Stressing the value of hair cortisol as a reflection of long-term systemic cortisol exposure, hair cortisol was significantly correlated with WC in children, since visceral fat redistribution is one of the hallmarks of cortisol tissue effects. Also in adults, positive correlations between waist and hair cortisol levels have been demonstrated [3,9]. In addition, strong evidence was recently presented that HCC in adults are related to metabolic syndrome and cardiovascular disease [3,5].

Several limitations of the current study need to be mentioned. First, the population is primarily Caucasian, limiting the applicability of the reference ranges to other ethnicities. However, hair color has been observed not to influence HCC [15], so there are no clear indications that HCC is different in other ethnicities. Additionally, the current reference ranges do not cover all pediatric age categories. The findings described here and in other studies [13] underline the need for reference ranges measured in all ages, rather than extrapolating results to other ages.
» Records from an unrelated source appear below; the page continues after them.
use async_trait::async_trait;
use chrono::{DateTime, Utc};
use std::collections::HashMap;
use std::sync::Arc;
use tokio::sync::RwLock;
use uuid::Uuid;

use crate::error::{UserError, UserResult};
use crate::models::{normalize_email, Role, User};

/// Repository trait for User persistence
///
/// Emails are unique; `create` and `update` reject a second account with
/// the same address.
#[cfg_attr(test, mockall::automock)]
#[async_trait]
pub trait UserRepository: Send + Sync {
    /// Create a new user
    async fn create(&self, user: User) -> UserResult<User>;

    /// Get a user by ID
    async fn get_by_id(&self, id: Uuid) -> UserResult<Option<User>>;

    /// Get a user by email
    async fn get_by_email(&self, email: &str) -> UserResult<Option<User>>;

    /// Get the user holding an unexpired reset token digest
    async fn get_by_reset_token(
        &self,
        token_hash: &str,
        now: DateTime<Utc>,
    ) -> UserResult<Option<User>>;

    /// List users, newest first, optionally restricted to one role
    async fn list(&self, role: Option<Role>) -> UserResult<Vec<User>>;

    /// Update an existing user
    async fn update(&self, user: User) -> UserResult<User>;

    /// Delete a user by ID
    async fn delete(&self, id: Uuid) -> UserResult<bool>;

    /// Check if an email already exists
    async fn email_exists(&self, email: &str) -> UserResult<bool>;
}

/// In-memory implementation of UserRepository (for development/testing)
#[derive(Debug, Default, Clone)]
pub struct InMemoryUserRepository {
    users: Arc<RwLock<HashMap<Uuid, User>>>,
}

impl InMemoryUserRepository {
    pub fn new() -> Self {
        Self::default()
    }
}

fn email_taken(users: &HashMap<Uuid, User>, email: &str, except: Option<Uuid>) -> bool {
    let email = normalize_email(email);
    users
        .values()
        .any(|u| Some(u.id) != except && u.email == email)
}

#[async_trait]
impl UserRepository for InMemoryUserRepository {
    async fn create(&self, user: User) -> UserResult<User> {
        let mut users = self.users.write().await;

        if email_taken(&users, &user.email, None) {
            return Err(UserError::DuplicateEmail(user.email));
        }

        users.insert(user.id, user.clone());

        tracing::info!(user_id = %user.id, email = %user.email, "Created user");
        Ok(user)
    }

    async fn get_by_id(&self, id: Uuid) -> UserResult<Option<User>> {
        let users = self.users.read().await;
        Ok(users.get(&id).cloned())
    }

    async fn get_by_email(&self, email: &str) -> UserResult<Option<User>> {
        let email = normalize_email(email);
        let users = self.users.read().await;
        Ok(users.values().find(|u| u.email == email).cloned())
    }

    async fn get_by_reset_token(
        &self,
        token_hash: &str,
        now: DateTime<Utc>,
    ) -> UserResult<Option<User>> {
        let users = self.users.read().await;
        Ok(users
            .values()
            .find(|u| u.reset_token_valid(token_hash, now))
            .cloned())
    }

    async fn list(&self, role: Option<Role>) -> UserResult<Vec<User>> {
        let users = self.users.read().await;

        let mut result: Vec<User> = users
            .values()
            .filter(|u| role.is_none_or(|role| u.role == role))
            .cloned()
            .collect();

        // Newest first
        result.sort_by(|a, b| b.created_at.cmp(&a.created_at));
        Ok(result)
    }

    async fn update(&self, user: User) -> UserResult<User> {
        let mut users = self.users.write().await;

        if !users.contains_key(&user.id) {
            return Err(UserError::NotFound(user.id));
        }

        if email_taken(&users, &user.email, Some(user.id)) {
            return Err(UserError::DuplicateEmail(user.email));
        }

        users.insert(user.id, user.clone());

        tracing::info!(user_id = %user.id, "Updated user");
        Ok(user)
    }

    async fn delete(&self, id: Uuid) -> UserResult<bool> {
        let mut users = self.users.write().await;

        if users.remove(&id).is_some() {
            tracing::info!(user_id = %id, "Deleted user");
            Ok(true)
        } else {
            Ok(false)
        }
    }

    async fn email_exists(&self, email: &str) -> UserResult<bool> {
        let users = self.users.read().await;
        Ok(email_taken(&users, email, None))
    }
}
Hair cortisol measurement in children under the age of 4 years deserves extra attention, as hair characteristics in this age group change dramatically [17,18,19]. Although figure 1 suggests HCC increases up to approximately the age of 10, no distinct cut-off age at which the increase in HCC levelled off could be determined in the current study using a linear regression model. HCC measurement using different methods for extraction or different ELISA kits render different results [10,15], and while immunoassays will remain in use for HCC measurement, especially in settings where equipment and money are scarce, methods with a higher sensitivity such as gas and liquid chromatography mass spectrometry will eventually be widely employed. The comparison of results between varying methods is an important focus for future research [21].

A strength of this study is the sample size, exceeding 20 children per 2-year age group with an even distribution in gender. The additional validation of these data and this technique is supported by the information on pubertal staging and on potential confounders. With these reference data we have a foundation for further research on the value of using HCC in pediatric clinical practices.

HCC in childhood can be reliably measured. HCC reference ranges increase with age between 4 and 9 years of age until concentrations comparable to adults are reached in puberty. This study emphasizes the need for age-specific reference ranges. Hair cortisol measurement has the potential of becoming a valuable tool in diagnosing HPA diseases in children in the future. Further research is needed to clarify its value in pediatric clinical practice and research.

The authors are grateful to Ms. Margriet E. Bisschoff, research nurse, Erasmus MC, Rotterdam, The Netherlands, for her help in participant recruitment and measurements. We also thank the children and their parents for their participation. This research has been funded by NIH Thrasher Fund grant TRF11643.

The authors have no conflicts of interest to disclose.